Reproduced with permission from the Encyclopaedia of Brighton by Tim Carder, 1990
Please note that this text is an extract from a reference work written in 1990.  As a result, some of the content may not reflect recent research, changes and events.

This outstanding conservation area, which stretches westwards from the Grand Hotel to the borough boundary, was developed principally in the 1810s and ’20s, and contains some of the finest examples of Brighton’s famous Regency architecture. However, the district of around 2,500 people now has many housing problems with its many multiply-occupied houses and bed-sits. The streets of particular interest in the area are detailed below, but see also “Bedford Hotel“, “Grand Hotel“, “King’s Road“, “Lower Esplanade“, “Metropole“, “Norfolk Hotel“, “West Pier“, and “Western Road“.

r) SILLWOOD ROAD: Known as Western Cottages until about 1870, the name was changed when the elegant listed terrace, nos.32-47, was erected by Thomas Lainson on the western side; the three-storey houses have ironwork balconies and verandahs. Nos.13-14 on the opposite side are also listed, while nos.9-10 are decorated with Ionic pilasters.

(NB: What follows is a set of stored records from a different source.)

//! Character-stream interpreter
//!
//! Display text is not written verbatim: the scanner intercepts `\n` as a
//! jump to the second display line and a backtick escape as a reference to a
//! previously programmed custom glyph slot. The output is a stream of
//! [`TextItem`]s - data bytes for the data register, command bytes for the
//! instruction register - that the facade feeds straight to the bus.

use crate::command::LINE_TWO;
use crate::ram::MAX_CUSTOM_GLYPHS;

/// Maximum accepted text buffer length, in bytes
pub const MAX_TEXT_LEN: usize = 32;

/// Escape marker introducing a custom glyph reference
pub const GLYPH_ESCAPE: u8 = b'`';

/// One emission of the interpreter
#[derive(Clone, Copy, Debug, PartialEq, Eq)]
pub enum TextItem {
    /// Byte for the data register (a character cell)
    Data(u8),
    /// Byte for the instruction register
    Command(u8),
}

/// Left-to-right scanner over a text buffer
///
/// Rules, in order:
/// - `\n` becomes [`TextItem::Command`]`(LINE_TWO)`; the controller computes
///   the new bus address itself, nothing else is reset
/// - a space is emitted as data; every other whitespace byte is dropped
/// - backtick followed by a decimal digit below
///   [`MAX_CUSTOM_GLYPHS`] emits the digit's value as data (the CGRAM
///   character code), consuming both source bytes
/// - anything else, including a backtick that trails the buffer or precedes a
///   non-digit or out-of-range digit, is emitted verbatim as data
#[derive(Clone, Debug)]
pub struct TextScanner<'a> {
    buf: &'a [u8],
    pos: usize,
}

impl<'a> TextScanner<'a> {
    /// Scan `buf`; length checking is the caller's job
    #[must_use]
    pub const fn new(buf: &'a [u8]) -> Self {
        Self { buf, pos: 0 }
    }

    fn glyph_reference(&self) -> Option<u8> {
        let next = *self.buf.get(self.pos + 1)?;
        if !next.is_ascii_digit() {
            return None;
        }
        let slot = next - b'0';
        (slot < MAX_CUSTOM_GLYPHS).then_some(slot)
    }
}

impl Iterator for TextScanner<'_> {
    type Item = TextItem;

    fn next(&mut self) -> Option<TextItem> {
        while self.pos < self.buf.len() {
            let byte = self.buf[self.pos];
            self.pos += 1;
            match byte {
                b'\n' => return Some(TextItem::Command(LINE_TWO)),
                b' ' => return Some(TextItem::Data(byte)),
                b'\t' | b'\r' | 0x0B | 0x0C => {} // dropped
                GLYPH_ESCAPE => {
                    // pos already past the marker; peek relative to it
                    self.pos -= 1;
                    if let Some(slot) = self.glyph_reference() {
                        self.pos += 2;
                        return Some(TextItem::Data(slot));
                    }
                    self.pos += 1;
                    return Some(TextItem::Data(byte));
                }
                other => return Some(TextItem::Data(other)),
            }
        }
        None
    }
}

#[cfg(test)]
mod tests {
    use super::*;
    use alloc::vec::Vec;

    fn scan(input: &[u8]) -> Vec<TextItem> {
        TextScanner::new(input).collect()
    }

    #[test]
    fn test_plain_text_passes_through() {
        assert_eq!(
            scan(b"Hi!"),
            [
                TextItem::Data(b'H'),
                TextItem::Data(b'i'),
                TextItem::Data(b'!')
            ]
        );
    }

    #[test]
    fn test_newline_and_glyph_escape() {
        // 'A', jump-line command, glyph slot 2 - three emissions from five
        // source bytes.
        assert_eq!(
            scan(b"A\n`2"),
            [
                TextItem::Data(b'A'),
                TextItem::Command(0xC0),
                TextItem::Data(0x02)
            ]
        );
    }

    #[test]
    fn test_out_of_range_glyph_digit_is_verbatim() {
        assert_eq!(
            scan(b"`9"),
            [TextItem::Data(b'`'), TextItem::Data(b'9')]
        );
    }

    #[test]
    fn test_trailing_escape_is_verbatim() {
        assert_eq!(scan(b"a`"), [TextItem::Data(b'a'), TextItem::Data(b'`')]);
    }

    #[test]
    fn test_escape_before_non_digit_is_verbatim() {
        assert_eq!(
            scan(b"`x"),
            [TextItem::Data(b'`'), TextItem::Data(b'x')]
        );
    }

    #[test]
    fn test_spaces_kept_other_whitespace_dropped() {
        assert_eq!(
            scan(b"a\tb c\r"),
            [
                TextItem::Data(b'a'),
                TextItem::Data(b'b'),
                TextItem::Data(b' '),
                TextItem::Data(b'c')
            ]
        );
    }

    #[test]
    fn test_every_slot_digit_resolves() {
        for slot in 0..MAX_CUSTOM_GLYPHS {
            let input = [GLYPH_ESCAPE, b'0' + slot];
            assert_eq!(scan(&input), [TextItem::Data(slot)]);
        }
    }

    #[test]
    fn test_empty_input_yields_nothing() {
        assert_eq!(scan(b""), []);
    }
}
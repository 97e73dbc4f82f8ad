//! HD44780 instruction encoding
//!
//! Pure byte builders for the controller's instruction set, plus the handful
//! of fixed opcodes the driver issues verbatim. Nothing here touches
//! hardware; the [`interface`](crate::interface) module shifts these bytes
//! onto the bus a nibble at a time.
//!
//! Wire format (instruction register, write):
//!
//! | Byte            | Meaning                                        |
//! |-----------------|------------------------------------------------|
//! | `0000_0001`     | Clear display, address counter to 0            |
//! | `0000_0010`     | Return home without clearing                   |
//! | `0000_01xx`     | Entry mode set                                 |
//! | `0000_1xxx`     | Display control                                |
//! | `0001_xxxx`     | Cursor/display shift                           |
//! | `001x_xxxx`     | Function set                                   |
//! | `addr \| 0x40`  | Set CGRAM address counter                      |
//! | `addr \| 0x80`  | Set DDRAM address counter                      |
//! | `1100_0000`     | DDRAM address 0x40: start of the second line   |

/// Clear the display and reset the address counter to DDRAM 0
pub const CLEAR_DISPLAY: u8 = 0b0000_0001;

/// Return the cursor home without clearing
pub const RETURN_HOME: u8 = 0b0000_0010;

/// Jump to the start of the second display line
///
/// This is `set_ddram_address(0x40)` spelled as a constant; the text
/// interpreter emits it for `\n`.
pub const LINE_TWO: u8 = 0xC0;

/// 4-bit wake command sent three times during the power-on ritual
///
/// Forces the controller out of whatever bus width it powered up in.
pub const WAKE_NIBBLE: u8 = 0b0011;

/// 4-bit command switching the controller to 4-bit bus mode
///
/// Sent once, immediately before the first full function-set byte.
pub const FOUR_BIT_NIBBLE: u8 = 0b0010;

/// Bit position of the busy flag in an instruction register read
pub const BUSY_FLAG_BIT: u8 = 7;

/// Mask extracting the 7-bit address counter from an instruction read
pub const ADDRESS_COUNTER_MASK: u8 = 0x7F;

/// Encode an entry-mode-set instruction
///
/// `cursor_moves_right` advances the address counter after each access;
/// `display_shifts_on_write` scrolls the whole display instead of moving the
/// cursor.
#[must_use]
pub const fn entry_mode(cursor_moves_right: bool, display_shifts_on_write: bool) -> u8 {
    let mut byte = 0b0000_0100;
    if cursor_moves_right {
        byte |= 1 << 1;
    }
    if display_shifts_on_write {
        byte |= 1 << 0;
    }
    byte
}

/// Encode a display-control instruction
#[must_use]
pub const fn display_control(display_on: bool, cursor_on: bool, cursor_blinks: bool) -> u8 {
    let mut byte = 0b0000_1000;
    if display_on {
        byte |= 1 << 2;
    }
    if cursor_on {
        byte |= 1 << 1;
    }
    if cursor_blinks {
        byte |= 1 << 0;
    }
    byte
}

/// Encode a function-set instruction
///
/// `eight_bit_bus` is always false on the shipped 4-pin path; the parameter
/// exists because the instruction has the bit.
#[must_use]
pub const fn function_set(eight_bit_bus: bool, two_lines: bool, font_5x10: bool) -> u8 {
    let mut byte = 0b0010_0000;
    if eight_bit_bus {
        byte |= 1 << 4;
    }
    if two_lines {
        byte |= 1 << 3;
    }
    if font_5x10 {
        byte |= 1 << 2;
    }
    byte
}

/// Encode a cursor/display-shift instruction
#[must_use]
pub const fn cursor_display_shift(shift_display: bool, shift_right: bool) -> u8 {
    let mut byte = 0b0001_0000;
    if shift_display {
        byte |= 1 << 3;
    }
    if shift_right {
        byte |= 1 << 2;
    }
    byte
}

/// Encode a set-DDRAM-address instruction
#[must_use]
pub const fn set_ddram_address(addr: u8) -> u8 {
    0x80 | (addr & ADDRESS_COUNTER_MASK)
}

/// Encode a set-CGRAM-address instruction
#[must_use]
pub const fn set_cgram_address(addr: u8) -> u8 {
    0x40 | (addr & 0x3F)
}
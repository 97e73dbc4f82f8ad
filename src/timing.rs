//! HD44780 bus timing intervals
//!
//! Every wait the transaction engine performs comes from this module. The raw
//! numbers are the controller datasheet's minimum setup/hold/cycle times in
//! nanoseconds; [`Timing`] multiplies each scaled value by a safety factor
//! because the datasheet minima leave no margin for pad rise/fall behaviour,
//! breadboard wiring, or a slow panel.
//!
//! The scaler is **not** a correctness-neutral knob. The bus has no
//! acknowledgement and no error detection: shave the margin too thin and the
//! only symptom is garbled characters on the glass, never a software error.
//! Tune it per target clock speed and leave it generous.

/// Raw datasheet enable pulse width, ns (PW_EH)
const PULSE_WIDTH_NS: u32 = 200;
/// Raw datasheet minimum enable cycle time, ns (t_cycE)
const MIN_CYCLE_NS: u32 = 410;
/// Raw datasheet data setup time before the falling enable edge, ns (t_DSW)
const DATA_SETUP_NS: u32 = 45;
/// Raw datasheet data hold time after the falling enable edge, ns (t_H)
const DATA_HOLD_NS: u32 = 15;
/// Raw datasheet RS/RW address setup time before enable rises, ns (t_AS)
const ADDR_SETUP_NS: u32 = 35;

/// Read data access time after enable rises, ns (t_DDR); unscaled
const READ_ACCESS_NS: u32 = 800;

/// Worst-case pad rise time compensation, ns
const RISE_TIME_NS: u32 = 13;
/// Worst-case pad fall time compensation, ns
const FALL_TIME_NS: u32 = 14;

/// Largest accepted timing scaler
///
/// Bounded by the widest scaled product, `MIN_CYCLE_NS * scaler`, staying
/// inside `u32`. Zero is equally invalid: the rise-time compensation in
/// [`Timing::address_setup`] would underflow.
/// [`Builder::build`](crate::config::Builder::build) enforces both ends, so a
/// [`Timing`] reached through a [`Config`](crate::config::Config) is always
/// safe.
pub const MAX_TIME_SCALER: u32 = u32::MAX / MIN_CYCLE_NS;

/// Display power-on warm-up before the wake ritual, ns (unscaled)
pub const WARM_UP_NS: u32 = 49_000_000;
/// Wait after the first wake command, ns (unscaled)
pub const FIRST_WAKE_GAP_NS: u32 = 4_500_000;
/// Wait after the second wake command, ns (unscaled)
pub const SECOND_WAKE_GAP_NS: u32 = 150_000;

/// Scaled wait intervals for one bus transaction
///
/// Constructed from the configured scaler once and owned by the transaction
/// engine. All values are nanoseconds, ready to feed to
/// [`DelayNs`](embedded_hal::delay::DelayNs).
///
/// The scaler must lie in `1..=MAX_TIME_SCALER`; a configuration built
/// through [`Builder`](crate::config::Builder) guarantees it.
#[derive(Clone, Copy, Debug, PartialEq, Eq)]
pub struct Timing {
    scaler: u32,
}

impl Timing {
    /// Build the interval table for a given safety scaler
    #[must_use]
    pub const fn new(scaler: u32) -> Self {
        Self { scaler }
    }

    /// Data setup time before deasserting enable
    #[must_use]
    pub const fn data_setup(&self) -> u32 {
        DATA_SETUP_NS * self.scaler
    }

    /// RS/RW setup wait before asserting enable, rise-time compensated
    #[must_use]
    pub const fn address_setup(&self) -> u32 {
        ADDR_SETUP_NS * self.scaler - RISE_TIME_NS
    }

    /// Wait with enable high while the controller latches written data
    ///
    /// The enable pulse width minus the data setup already spent, plus the
    /// pad rise time the edge loses.
    #[must_use]
    pub const fn write_strobe(&self) -> u32 {
        RISE_TIME_NS + PULSE_WIDTH_NS * self.scaler - self.data_setup()
    }

    /// Wait with enable high before driver-side sampling on a read
    #[must_use]
    pub const fn read_access(&self) -> u32 {
        READ_ACCESS_NS
    }

    /// Low phase between two enable pulses of one transaction
    ///
    /// Pads the strobe out to the minimum enable cycle time.
    #[must_use]
    pub const fn cycle_remainder(&self) -> u32 {
        MIN_CYCLE_NS * self.scaler - self.write_strobe()
    }

    /// Data hold after the final falling enable edge, fall-time compensated
    #[must_use]
    pub const fn end_hold(&self) -> u32 {
        DATA_HOLD_NS * self.scaler + FALL_TIME_NS
    }

    /// Setup wait used after every enable assertion for this direction
    #[must_use]
    pub const fn strobe_for(&self, is_read: bool) -> u32 {
        if is_read {
            self.read_access()
        } else {
            self.write_strobe()
        }
    }
}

Any numerical cross-references in the text above refer to resources in the Sources and Bibliography section of the Encyclopaedia of Brighton by Tim Carder.

Comments about this page

  • The road was developed by the sister of Thomas Kemp, the builder of Kemp Town. His sister Ann (then Mrs Ann Sober) originally lived in a villa called Western Lodge built for her by A and H Wilds in about 1817 on the site of what is now Sillwood Terrace. She lived there till 1828, when she moved to her brother’s new project, Sussex Square, Kemp Town. The land to the south of the villa was originally Ann’s garden. In the 1820s she and Charles Busby collaborated on the building of a terrace of small houses along the eastern boundry – the Western Cottages refered to above. The artist John Constable and his family rented one of the houses when they made visits to Brighton for Mrs Constable’s health, telling friends they were staying at “No 9 Mrs Sober’s Gardens”. Constable painted a sketch from his lodgings in 1823 or 24 which shows Western Terrace and Western Lodge.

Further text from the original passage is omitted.